Fifty horses were included: 54% male and 46% female. Draft horses were overrepresented (16% in study group vs 2.7% in general hospital population), half of these draft horses were Belgians, thus SCC was probably related to reduced pigmentation.

What they found:

Neoplasia was confirmed in 45 horses (90%) : SCC in 37, lymphosma in 5 and sarcoma, haemangiosarcoma and adenosarcoma in one horse each. Nonneoplastic lesions included epithelial dysplasia in 2 horses, one of which developed SCC one year later, conjunctivitis in 2 horses and adipose tissue in 1 horse.

Recurrence rate was 19% (7 of 37) in horses with SCC and 20% (1 of 5) in horses with lymphoma and one horse with epithelial dysplasia and 1 horse with sarcoma initially diagnosed. The mean duration before recurrence was 2.25 years (median 1.5 yrs) post excision. Recurrence resulted in euthanasia in 6 of 10 horses. A negative outcome was significantly associated (p=0.007) with partial excision of the third eyelid prior to referral.

Type of excision performed at the University hospital was not significantly associated with recurrence (p=0.21), neither were positive margins (p=0.27) or vascular invasion (p=0.25).

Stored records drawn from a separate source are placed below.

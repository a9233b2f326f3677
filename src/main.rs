mod attendance;
mod config;
mod haptics;
mod init_tracing;
mod report;
mod router;

use anyhow::{Context, Result};
use std::sync::Arc;
use tokio::io::{AsyncBufReadExt, BufReader};
use tracing::info;

use attendance::AttendanceTracker;
use report::{MockReporter, Submitter};
use router::{render_outcome, Command, Reply, Session};

#[tokio::main]
async fn main() -> Result<()> {
    init_tracing::init_tracing();
    info!("Starting ride check-in...");

    let config = config::Config::read().context("Reading configuration")?;

    let tracker = AttendanceTracker::initialize(config.session.passengers, config.haptics.build());
    let submitter = Submitter::new(Arc::new(MockReporter::new(&config.reporter)));
    let (mut session, mut outcomes) = Session::new(config.session.ride, tracker, submitter);

    println!("Check-in for {}\n\n{}\n", session.ride(), Command::descriptions());

    let mut lines = BufReader::new(tokio::io::stdin()).lines();
    loop {
        tokio::select! {
            line = lines.next_line() => {
                let Some(line) = line.context("Reading command")? else {
                    info!("Input closed, leaving check-in");
                    break;
                };
                match session.handle_line(&line) {
                    Reply::Text(text) => println!("{}\n", text),
                    Reply::Quit(text) => {
                        println!("{}", text);
                        break;
                    }
                }
            }
            Some(outcome) = outcomes.recv() => {
                println!("{}\n", render_outcome(&outcome));
            }
        }
    }

    if session.is_submitting() {
        println!("Waiting for the attendance report to be acknowledged...");
    }
    session.wait_for_submission().await;
    while let Ok(outcome) = outcomes.try_recv() {
        println!("{}\n", render_outcome(&outcome));
    }

    info!("Final attendance: {}", session.tracker().aggregate_counts());
    Ok(())
}
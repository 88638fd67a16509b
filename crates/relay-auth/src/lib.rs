//! OAuth authentication library for the Claude relay
//!
//! Provides PKCE flow generation, token exchange/refresh, the shared entity
//! types, credential storage, and outbound transport construction. This
//! crate has no dependency on the relay orchestration or the service binary
//! and can be tested and used independently.
//!
//! Credential flow:
//! 1. `pkce::generate_challenge()` produces verifier, challenge, state and URL
//! 2. User authorizes via the URL and pastes back the code
//! 3. `token::exchange_code()` turns code + verifier into a `Credential`
//! 4. Credential stored via `CredentialStore::save_credential()`
//! 5. `token::refresh_token()` renews it before the expiry skew window

pub mod constants;
pub mod credentials;
pub mod error;
pub mod pkce;
pub mod proxy;
pub mod store;
pub mod token;

pub use constants::*;
pub use credentials::Credential;
pub use error::{Error, Result};
pub use pkce::{
    AuthorizationChallenge, build_authorization_url, compute_challenge, generate_challenge,
    generate_state, generate_verifier,
};
pub use proxy::{
    GlobalProxy, ProxyDescriptor, ProxyKind, TransportFactory, build_transport, effective_proxy,
};
pub use store::{CredentialStore, FileStore, StoreFuture};
pub use token::{TokenResponse, clean_code, exchange_code, refresh_token};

Cancer returned in 3 of 19 horses (16%) where no topical therapy was used, in 0 of 5 horses in with mitomycin C was used and 6 of 25 horses (24%) where 5-fluorouracil was used. The use of topical chemotherapeutics was not associated with recurrence (p=0.3). However it must be noted that Mitomycin- C performed well in the small group in which it was used. There was no difference in outcome is surgery was performed on a standing sedated horse or on a horse under full GA. Animals with extensive lesions remain candidates for GA.

Take home message

It is the authors opinion that complete removal of the nicititaing membrane should be performed in all cases because of low risks and increased likelihood of removing the entire neoplasm. This view is supported by the finding that partial excision of mass prior to referral had a significant negative effect on outcome. The prolongerd period in which recurrence was seen (< 2yrs) emphasized the importance of long term monitoring.